Record excerpts Start Marker
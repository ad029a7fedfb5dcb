use bitcoin::hashes::Hash;
use bitcoin::pow::Work;
use bitcoin::{BlockHash, TxMerkleNode};
use hive_node::error::ChainError;
use hive_node::{BlockIndex, Chain, ChainEntry, ChainStore};
use tempfile::TempDir;

fn unit_work() -> Work {
    let mut raw = [0u8; 32];
    raw[31] = 1;
    Work::from_be_bytes(raw)
}

fn entry_with_time(height: u32, branch: u8, time: u32, prev: Option<&ChainEntry>) -> ChainEntry {
    let mut raw = [0u8; 32];
    raw[0..4].copy_from_slice(&height.to_le_bytes());
    raw[4] = branch;
    raw[5] = 0xcc;
    ChainEntry {
        hash: BlockHash::from_byte_array(raw),
        version: 1,
        prev_block: prev.map_or_else(BlockHash::all_zeros, |prev| prev.hash),
        merkle_root: TxMerkleNode::all_zeros(),
        time,
        time_max: prev.map_or(time, |prev| prev.time_max.max(time)),
        bits: 0x207f_ffff,
        nonce: 0,
        height,
        chainwork: prev.map_or_else(unit_work, |prev| prev.chainwork + unit_work()),
        skip: None,
    }
}

fn entry(height: u32, branch: u8, prev: Option<&ChainEntry>) -> ChainEntry {
    entry_with_time(height, branch, 1_600_000_000 + height * 600, prev)
}

/// Link `count` new entries on top of `from`, returning them in height order
fn extend(index: &mut BlockIndex, from: &ChainEntry, count: u32, branch: u8) -> Vec<ChainEntry> {
    let mut entries = Vec::with_capacity(count as usize);
    let mut prev = *from;
    for _ in 0..count {
        let linked = index
            .insert(entry(prev.height + 1, branch, Some(&prev)))
            .unwrap();
        entries.push(linked);
        prev = linked;
    }
    entries
}

/// Genesis plus `length - 1` linked entries on branch 0
fn build_main(index: &mut BlockIndex, length: u32) -> Vec<ChainEntry> {
    let genesis = index.insert(entry(0, 0, None)).unwrap();
    let mut entries = vec![genesis];
    entries.extend(extend(index, &genesis, length - 1, 0));
    entries
}

/// Reference implementation: one previous-link at a time
fn naive_ancestor(index: &BlockIndex, from: &ChainEntry, height: u32) -> ChainEntry {
    let mut cursor = *from;
    while cursor.height > height {
        cursor = *index.get(&cursor.prev_block).unwrap();
    }
    cursor
}

#[test]
fn ancestor_matches_naive_walk() {
    let mut index = BlockIndex::new();
    let main = build_main(&mut index, 2_000);
    let tip = *main.last().unwrap();

    for height in 0..2_000 {
        let found = index.ancestor(&tip, height).unwrap();
        assert_eq!(found.height, height);
        assert_eq!(found.hash, naive_ancestor(&index, &tip, height).hash);
        assert_eq!(found.hash, main[height as usize].hash);
    }
}

#[test]
fn insert_requires_known_previous_entry() {
    let mut index = BlockIndex::new();
    let genesis = index.insert(entry(0, 0, None)).unwrap();
    let child = entry(1, 0, Some(&genesis));
    let orphan = entry(2, 0, Some(&child));

    match index.insert(orphan) {
        Err(ChainError::UnknownPreviousEntry(hash)) => assert_eq!(hash, child.hash),
        other => panic!("expected unknown previous entry, got {:?}", other.map(|e| e.hash)),
    }

    index.insert(child).unwrap();
    index.insert(orphan).unwrap();
    assert_eq!(index.len(), 3);
    assert!(index.contains(&child.hash));
    assert!(!index.is_empty());
}

#[test]
fn entry_from_header_round_trips() {
    use bitcoin::block::{Header, Version};
    use bitcoin::CompactTarget;

    let genesis_header = Header {
        version: Version::from_consensus(1),
        prev_blockhash: BlockHash::all_zeros(),
        merkle_root: TxMerkleNode::all_zeros(),
        time: 1_600_000_000,
        bits: CompactTarget::from_consensus(0x207f_ffff),
        nonce: 42,
    };
    let genesis = ChainEntry::from_block_header(&genesis_header, None, genesis_header.work());
    assert!(genesis.is_genesis());
    assert_eq!(genesis.hash, genesis_header.block_hash());
    assert_eq!(genesis.time_max, genesis_header.time);

    let child_header = Header {
        prev_blockhash: genesis_header.block_hash(),
        // an earlier timestamp must not pull the running maximum down
        time: 1_599_999_000,
        nonce: 43,
        ..genesis_header
    };
    let child = ChainEntry::from_block_header(&child_header, Some(&genesis), child_header.work());
    assert_eq!(child.height, 1);
    assert_eq!(child.prev_block, genesis.hash);
    assert_eq!(child.time_max, genesis.time_max);
    assert!(child.chainwork > genesis.chainwork);

    let mut index = BlockIndex::new();
    index.insert(genesis).unwrap();
    let linked = index.insert(child).unwrap();
    assert_eq!(linked.skip, Some(genesis.hash));

    assert_eq!(Header::from(&linked), child_header);
}

#[test]
fn last_common_ancestor_is_symmetric() {
    let mut index = BlockIndex::new();
    let main = build_main(&mut index, 100);
    let branch = extend(&mut index, &main[49], 70, 1);

    let a = *main.last().unwrap();
    let b = *branch.last().unwrap();

    let ab = index.last_common_ancestor(&a, &b).unwrap().hash;
    let ba = index.last_common_ancestor(&b, &a).unwrap().hash;
    assert_eq!(ab, ba);
    assert_eq!(ab, main[49].hash);

    // an entry is its own ancestor
    assert_eq!(index.last_common_ancestor(&a, &a).unwrap().hash, a.hash);

    // pairs drawn from both branches always meet at or below the fork
    for (x, y) in [(&main[80], &branch[10]), (&main[20], &branch[69])] {
        let lca = index.last_common_ancestor(x, y).unwrap();
        assert_eq!(
            lca.hash,
            index.last_common_ancestor(y, x).unwrap().hash
        );
        assert!(lca.height <= 49);
    }
}

#[test]
fn disjoint_roots_have_no_common_ancestor() {
    let mut index = BlockIndex::new();
    let main = build_main(&mut index, 10);
    let other_genesis = index.insert(entry(0, 7, None)).unwrap();
    let other = extend(&mut index, &other_genesis, 5, 7);

    assert!(index
        .last_common_ancestor(&main[9], other.last().unwrap())
        .is_none());
}

#[test]
fn set_tip_grows_shrinks_and_switches() {
    let mut index = BlockIndex::new();
    let main = build_main(&mut index, 100);
    let main_tip = *main.last().unwrap();

    let mut chain = Chain::new();
    assert_eq!(chain.height(), None);
    assert!(chain.tip().is_none());

    chain.set_tip(Some(&main_tip), &index);
    assert_eq!(chain.height(), Some(99));
    assert_eq!(chain.tip().unwrap().hash, main_tip.hash);
    assert_eq!(chain.genesis().unwrap().hash, main[0].hash);
    for entry in &main {
        assert!(chain.contains(entry));
        assert_eq!(chain.get(entry.height).unwrap().hash, entry.hash);
    }

    // switch to a longer branch sharing the first 50 entries
    let branch = extend(&mut index, &main[49], 70, 1);
    let branch_tip = *branch.last().unwrap();
    chain.set_tip(Some(&branch_tip), &index);

    assert_eq!(chain.height(), Some(119));
    for entry in main.iter().take(50) {
        assert_eq!(chain.get(entry.height).unwrap().hash, entry.hash);
    }
    for entry in &branch {
        assert_eq!(chain.get(entry.height).unwrap().hash, entry.hash);
    }
    // the displaced suffix of the old chain is gone
    assert!(!chain.contains(&main[50]));
    assert!(!chain.contains(&main_tip));

    // shrink to a lower tip on the same branch
    chain.set_tip(Some(&branch[9]), &index);
    assert_eq!(chain.height(), Some(59));
    assert_eq!(chain.tip().unwrap().hash, branch[9].hash);
    assert!(chain.get(60).is_none());

    chain.set_tip(None, &index);
    assert!(chain.is_empty());
}

#[test]
fn next_follows_the_active_chain_only() {
    let mut index = BlockIndex::new();
    let main = build_main(&mut index, 50);
    let branch = extend(&mut index, &main[20], 10, 1);

    let mut chain = Chain::new();
    chain.set_tip(Some(main.last().unwrap()), &index);

    assert_eq!(chain.next(&main[10]).unwrap().hash, main[11].hash);
    assert!(chain.next(main.last().unwrap()).is_none());
    assert!(chain.next(&branch[0]).is_none());
}

#[test]
fn find_fork_returns_deepest_shared_entry() {
    let mut index = BlockIndex::new();
    let main = build_main(&mut index, 100);
    let branch = extend(&mut index, &main[49], 70, 1);

    let mut chain = Chain::new();
    chain.set_tip(Some(main.last().unwrap()), &index);

    // a competing branch forks where the sharing ends
    let fork = chain.find_fork(branch.last().unwrap(), &index).unwrap();
    assert_eq!(fork.hash, main[49].hash);

    // an entry on the chain is its own fork point
    let fork = chain.find_fork(&main[30], &index).unwrap();
    assert_eq!(fork.hash, main[30].hash);

    // an entry above the tip descends to it first
    chain.set_tip(Some(&main[59]), &index);
    let fork = chain.find_fork(main.last().unwrap(), &index).unwrap();
    assert_eq!(fork.hash, main[59].hash);

    let empty = Chain::new();
    assert!(empty.find_fork(main.last().unwrap(), &index).is_none());
}

#[test]
fn find_earliest_at_least_matches_linear_scan() {
    let mut index = BlockIndex::new();
    // raw times wobble backwards; the running maximum does not
    let times = [1_000, 1_200, 1_150, 1_400, 1_350, 1_600];
    let mut prev: Option<ChainEntry> = None;
    let mut entries = Vec::new();
    for (height, time) in times.iter().enumerate() {
        let linked = index
            .insert(entry_with_time(height as u32, 0, *time, prev.as_ref()))
            .unwrap();
        entries.push(linked);
        prev = Some(linked);
    }

    let mut chain = Chain::new();
    chain.set_tip(prev.as_ref(), &index);

    for probe in [0, 1_000, 1_001, 1_150, 1_201, 1_400, 1_401, 1_600, 1_601] {
        let expected = entries.iter().find(|entry| entry.time_max >= probe);
        let found = chain.find_earliest_at_least(probe);
        assert_eq!(found.map(|e| e.hash), expected.map(|e| e.hash), "probe {}", probe);
    }
}

#[test]
fn locator_is_sparse_and_ends_at_genesis() {
    let mut index = BlockIndex::new();
    let main = build_main(&mut index, 2_000);
    let main_tip = *main.last().unwrap();

    let mut chain = Chain::new();
    chain.set_tip(Some(&main_tip), &index);

    let locator = chain.locator(None, &index);
    assert_eq!(locator.first().unwrap(), &main_tip.hash);
    assert_eq!(locator.last().unwrap(), &main[0].hash);
    assert!(locator.len() < 32, "locator has {} hashes", locator.len());

    // dense for the first ten hops, then strictly descending strides
    let heights: Vec<u32> = locator
        .iter()
        .map(|hash| index.get(hash).unwrap().height)
        .collect();
    for pair in heights.windows(2) {
        assert!(pair[1] < pair[0]);
    }
    assert_eq!(heights[0..11], (1989..=1999).rev().collect::<Vec<u32>>()[..]);

    let empty = Chain::new();
    assert!(empty.locator(None, &index).is_empty());
}

#[test]
fn locator_from_a_forked_entry_reaches_the_chain() {
    let mut index = BlockIndex::new();
    let main = build_main(&mut index, 100);
    let branch = extend(&mut index, &main[49], 30, 1);

    let mut chain = Chain::new();
    chain.set_tip(Some(main.last().unwrap()), &index);

    let locator = chain.locator(Some(branch.last().unwrap()), &index);
    assert_eq!(locator.first().unwrap(), &branch.last().unwrap().hash);
    assert_eq!(locator.last().unwrap(), &main[0].hash);
}

#[test]
fn store_round_trips_index_and_chain() {
    let _ = env_logger::builder().is_test(true).try_init();
    let dir = TempDir::new().unwrap();

    let mut index = BlockIndex::new();
    let main = build_main(&mut index, 120);
    let branch = extend(&mut index, &main[49], 90, 1);
    let branch_tip = *branch.last().unwrap();

    {
        let store = ChainStore::open(dir.path().into()).unwrap();
        for entry in main.iter().chain(branch.iter()) {
            store.save_entry(entry).unwrap();
        }
        store.set_tip(&branch_tip.hash).unwrap();
    }

    let store = ChainStore::open(dir.path().into()).unwrap();
    assert_eq!(store.tip().unwrap(), Some(branch_tip.hash));

    let loaded = store.load_index().unwrap();
    assert_eq!(loaded.len(), index.len());
    for entry in main.iter().chain(branch.iter()) {
        assert_eq!(loaded.get(&entry.hash), Some(entry));
    }

    // the reloaded skip pointers drive ancestor queries as before
    let reloaded_tip = *loaded.get(&branch_tip.hash).unwrap();
    for height in [0, 1, 49, 50, 100, 139] {
        assert_eq!(
            loaded.ancestor(&reloaded_tip, height).unwrap().hash,
            index.ancestor(&branch_tip, height).unwrap().hash
        );
    }

    let chain = store.load_chain(&loaded).unwrap();
    assert_eq!(chain.height(), Some(139));
    assert_eq!(chain.tip().unwrap().hash, branch_tip.hash);
    assert_eq!(chain.genesis().unwrap().hash, main[0].hash);
}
Record excerpts End Marker
§ **Task requirements**
Reproduce exactly the line containing "let loaded = store.load_index().unwrap();" and all lines after it through the end of the listing above; leave out every earlier line.

§ **Solution**
    let loaded = store.load_index().unwrap();
    assert_eq!(loaded.len(), index.len());
    for entry in main.iter().chain(branch.iter()) {
        assert_eq!(loaded.get(&entry.hash), Some(entry));
    }

    // the reloaded skip pointers drive ancestor queries as before
    let reloaded_tip = *loaded.get(&branch_tip.hash).unwrap();
    for height in [0, 1, 49, 50, 100, 139] {
        assert_eq!(
            loaded.ancestor(&reloaded_tip, height).unwrap().hash,
            index.ancestor(&branch_tip, height).unwrap().hash
        );
    }

    let chain = store.load_chain(&loaded).unwrap();
    assert_eq!(chain.height(), Some(139));
    assert_eq!(chain.tip().unwrap().hash, branch_tip.hash);
    assert_eq!(chain.genesis().unwrap().hash, main[0].hash);
}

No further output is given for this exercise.